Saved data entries
━━━━━━━━━━━━━━━━

//! juicebot: Discord bot for game server control, nickname history and banter.
#![forbid(unsafe_code)]

mod callout;
mod commands;
mod config;
mod handler;
mod render;

use std::path::PathBuf;
use std::str::FromStr;
use std::sync::Arc;

use anyhow::{Context as _, Result};
use clap::{ArgAction, Parser};
use serenity::all::{GatewayIntents, GuildId};
use serenity::Client;
use tracing::{info, warn};

use juicebot_core::GameServers;
use juicebot_kubehub::KubeSource;
use juicebot_persist::{NameStore, SqliteStore};

use crate::config::Config;
use crate::handler::Handler;

#[derive(Parser, Debug)]
#[command(name = "juicebot", version, about = "Discord bot for the juicecloud game servers")]
struct Cli {
    /// Bot access token
    #[arg(long, env = "TOKEN", hide_env_values = true)]
    token: String,
    /// YAML config file
    #[arg(long, env = "CONFIG", default_value = "./config.yaml")]
    config: PathBuf,
    /// Test guild; commands are registered globally when omitted
    #[arg(long, env = "GUILD_ID")]
    guild: Option<u64>,
    /// Remove registered commands on shutdown
    #[arg(long, default_value_t = true, action = ArgAction::Set)]
    rmcmd: bool,
    /// SQLite file for name history (default ~/.juicebot/juicebot.db)
    #[arg(long, env = "JUICEBOT_DB_PATH")]
    db: Option<String>,
}

fn init_tracing() {
    let env = std::env::var("JUICEBOT_LOG").unwrap_or_else(|_| "info,serenity=warn".to_string());
    let filter = tracing_subscriber::EnvFilter::from_str(&env).unwrap_or_else(|_| tracing_subscriber::EnvFilter::new("info"));
    tracing_subscriber::fmt().with_env_filter(filter).with_target(true).init();
}

fn init_metrics() {
    if let Ok(addr) = std::env::var("JUICEBOT_METRICS_ADDR") {
        if let Ok(sock) = addr.parse::<std::net::SocketAddr>() {
            let builder = metrics_exporter_prometheus::PrometheusBuilder::new();
            match builder.with_http_listener(sock).install() {
                Ok(_) => info!(addr = %addr, "Prometheus metrics exporter listening"),
                Err(e) => warn!(error = %e, "failed to install metrics exporter"),
            }
        } else {
            warn!(addr = %addr, "invalid JUICEBOT_METRICS_ADDR; expected host:port");
        }
    }
}

#[tokio::main]
async fn main() -> Result<()> {
    init_tracing();
    init_metrics();
    let cli = Cli::parse();

    let config = Config::load(&cli.config)?;
    if config.debug {
        info!(config = ?config, "loaded config");
    }

    let names: Arc<dyn NameStore> = Arc::new(match &cli.db {
        Some(path) => SqliteStore::open(path)?,
        None => SqliteStore::open_default()?,
    });
    let source = KubeSource::connect().await?;
    let servers = GameServers::new(source, config.servers.namespace.clone());
    info!(namespace = %servers.namespace(), "managing game servers");

    let command_guild = cli.guild.map(GuildId::new);
    let handler = Handler::new(config, servers, names, command_guild);
    let intents = GatewayIntents::GUILDS
        | GatewayIntents::GUILD_MESSAGES
        | GatewayIntents::GUILD_MEMBERS
        | GatewayIntents::MESSAGE_CONTENT;
    let mut client = Client::builder(&cli.token, intents).event_handler(handler).await.context("creating discord client")?;

    let shards = client.shard_manager.clone();
    tokio::spawn(async move {
        if tokio::signal::ctrl_c().await.is_ok() {
            info!("shutdown requested");
            shards.shutdown_all().await;
        }
    });

    info!("starting discord client");
    client.start().await.context("running discord client")?;

    if cli.rmcmd {
        commands::unregister(&client.http, command_guild).await?;
    }
    info!("bye");
    Ok(())
}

━━━━━━━━━━━━━━━━

> TASK
Note each line of the entries that has "serenity" in it, and copy those lines.

> YOUR SOLUTION
use serenity::all::{GatewayIntents, GuildId};
use serenity::Client;
    let env = std::env::var("JUICEBOT_LOG").unwrap_or_else(|_| "info,serenity=warn".to_string());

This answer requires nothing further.